O IAB ressaltou a importância da parceria de longa data entre os dois países, destacando que, no comércio de itens relacionados ao aço, os Estados Unidos saíram com um superávit de US$ 3 bilhões em relação ao Brasil. Portanto, o instituto acredita que a taxação de 25% não será benéfica para ambas as partes.
Além disso, a Associação Brasileira do Alumínio (Abal) também expressou preocupação com os impactos das novas tarifas de importação de alumínio anunciadas pelos EUA. A entidade alertou para a dificuldade de acesso dos produtos brasileiros ao mercado americano e ressaltou que a nova sobretaxa tornará os produtos brasileiros menos competitivos.

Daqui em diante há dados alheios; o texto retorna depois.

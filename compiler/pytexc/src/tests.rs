#![allow(
    clippy::unwrap_used,
    reason = "test code uses unwrap for concise assertions"
)]

use std::fs;

use pretty_assertions::assert_eq;
use pytex_eval::{ExceptionKind, Executor};

use super::*;
use crate::driver::describe_segments;

fn converted(document: &str) -> String {
    match convert(document) {
        Ok(out) => out,
        Err(err) => panic!("converting {document:?} failed: {err}"),
    }
}

#[test]
fn empty_block_vanishes() {
    assert_eq!(converted("🐍🐍"), "");
}

#[test]
fn block_is_replaced_by_its_output() {
    assert_eq!(converted("🐍print(\"test\")🐍"), "test\n");
}

#[test]
fn literal_text_is_kept() {
    assert_eq!(converted("🐍🐍 and some LaTeX"), " and some LaTeX");
    assert_eq!(converted("Some LaTeX 🐍🐍"), "Some LaTeX ");
}

#[test]
fn adjacent_blocks() {
    assert_eq!(converted("🐍print(\"a\")🐍🐍print(\"b\")🐍"), "a\nb\n");
}

#[test]
fn interleaved_document() {
    let document = "\\section{Result}\n🐍x = 6 * 7🐍The answer is 🐍print(x, end=\"\")🐍.\n";
    assert_eq!(converted(document), "\\section{Result}\nThe answer is 42.\n");
}

#[test]
fn writes_through_sys_stdout_are_captured() {
    assert_eq!(converted("🐍import sys🐍🐍sys.stdout.write(\"X\")🐍"), "X");
}

#[test]
fn document_without_blocks_is_unchanged() {
    let document = "\\documentclass{article}\n\\begin{document}\nHi \u{1F600}\n\\end{document}\n";
    assert_eq!(converted(document), document);
}

#[test]
fn multiline_block() {
    let document = "🐍\nfor i in range(3):\n    print(i)\n🐍done";
    assert_eq!(converted(document), "0\n1\n2\ndone");
}

#[test]
fn definitions_persist_across_blocks() {
    let document = "🐍def square(n):\n    return n * n\n🐍🐍print(square(12))🐍";
    assert_eq!(converted(document), "144\n");
}

#[test]
fn each_conversion_starts_fresh() {
    let mut converter = Converter::new();
    assert_eq!(converter.convert("🐍x = 1🐍").unwrap(), "");
    let err = converter.convert("🐍print(x)🐍").unwrap_err();
    assert_eq!(err.kind, ExceptionKind::NameError);
    assert_eq!(err.message, "name 'x' is not defined");
}

#[test]
fn failing_block_propagates_its_exception() {
    let err = convert("before 🐍print(\"a\")🐍 🐍1 / 0🐍 after").unwrap_err();
    assert_eq!(err.kind, ExceptionKind::ZeroDivisionError);
    assert_eq!(err.to_string(), "ZeroDivisionError: division by zero");
}

#[test]
fn raised_exception_keeps_its_kind() {
    let err = convert("🐍raise KeyError(\"k\")🐍").unwrap_err();
    assert_eq!(err.kind, ExceptionKind::KeyError);
}

#[test]
fn syntax_error_in_block() {
    let err = convert("🐍print(🐍").unwrap_err();
    assert_eq!(err.kind, ExceptionKind::SyntaxError);
}

#[test]
fn unterminated_block_still_runs() {
    assert_eq!(converted("x 🐍print(1)"), "x 1\n");
}

#[test]
fn converter_reuses_its_executor() {
    let mut converter = Converter::with_executor(Executor::default());
    assert_eq!(converter.convert("🐍print(1)🐍").unwrap(), "1\n");
    assert_eq!(converter.convert("🐍print(2)🐍").unwrap(), "2\n");
}

#[test]
fn segment_listing() {
    let listing = describe_segments("ab🐍x = 1🐍cd🐍y");
    assert_eq!(
        listing,
        "0\tliteral\t0..2\t\"ab\"\n\
         1\texecutable\t6..11\t\"x = 1\"\n\
         2\tliteral\t15..17\t\"cd\"\n\
         3\texecutable\t21..22\t\"y\"\t(unterminated)\n"
    );
}

#[test]
fn default_output_replaces_extension() {
    let options = Options::new(Input::File("notes/report.pytex".into()));
    assert_eq!(options.output, Output::File("notes/report.tex".into()));
    assert_eq!(options.mode, Mode::Convert);

    let options = Options::new(Input::from_arg("-".as_ref()));
    assert_eq!(options.input, Input::Stdin);
    assert_eq!(options.output, Output::Stdout);
}

#[test]
fn driver_writes_converted_file() {
    let dir = tempfile::tempdir().unwrap();
    let input = dir.path().join("doc.pytex");
    fs::write(&input, "Total: 🐍print(sum(range(5)), end=\"\")🐍\n").unwrap();

    driver::run(&Options::new(Input::File(input))).unwrap();

    let written = fs::read_to_string(dir.path().join("doc.tex")).unwrap();
    assert_eq!(written, "Total: 10\n");
}

#[test]
fn driver_leaves_output_untouched_on_failure() {
    let dir = tempfile::tempdir().unwrap();
    let input = dir.path().join("doc.pytex");
    let output = dir.path().join("doc.tex");
    fs::write(&input, "🐍print(\"partial\")🐍🐍undefined_name🐍").unwrap();
    fs::write(&output, "previous").unwrap();

    let err = driver::run(&Options::new(Input::File(input))).unwrap_err();
    assert!(matches!(err, CliError::Eval(ref e) if e.kind == ExceptionKind::NameError));
    assert_eq!(fs::read_to_string(&output).unwrap(), "previous");
}

#[test]
fn driver_refuses_to_overwrite_input() {
    let dir = tempfile::tempdir().unwrap();
    let input = dir.path().join("doc.tex");
    fs::write(&input, "🐍🐍").unwrap();

    let err = driver::run(&Options::new(Input::File(input.clone()))).unwrap_err();
    assert!(matches!(err, CliError::OutputIsInput { .. }));
    assert_eq!(fs::read_to_string(&input).unwrap(), "🐍🐍");
}

#[test]
fn driver_reports_missing_input() {
    let dir = tempfile::tempdir().unwrap();
    let input = dir.path().join("missing.pytex");
    let err = driver::run(&Options::new(Input::File(input))).unwrap_err();
    assert!(matches!(err, CliError::Io { action: "read", .. }));
}

#[test]
fn driver_rejects_invalid_utf8() {
    let dir = tempfile::tempdir().unwrap();
    let input = dir.path().join("bad.pytex");
    fs::write(&input, [0x66, 0x6f, 0xff, 0x6f]).unwrap();
    let err = driver::run(&Options::new(Input::File(input))).unwrap_err();
    assert!(matches!(err, CliError::Utf8 { .. }));
}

A situação preocupa especialmente exportadores de Minas Gerais, um dos principais estados exportadores de produtos siderúrgicos. A Federação das Indústrias do Estado de Minas Gerais (Fiemg) está atenta aos desdobramentos das tarifas e espera que o Brasil possa obter uma vantagem competitiva devido à complementaridade da indústria brasileira com a indústria americana.
A Federação das Indústrias do Estado de São Paulo (Fiesp) lamentou a decisão dos Estados Unidos e destacou que a medida afeta diretamente os exportadores brasileiros. A entidade confia que as relações comerciais históricas entre os dois países possam levar a uma rápida resolução do impasse, em conformidade com as regras internacionais de comércio.
Diante desse cenário de aumento das tarifas, a abertura de diálogo e a busca por soluções que beneficiem ambas as partes são fundamentais para evitar impactos negativos nas indústrias do Brasil e dos Estados Unidos.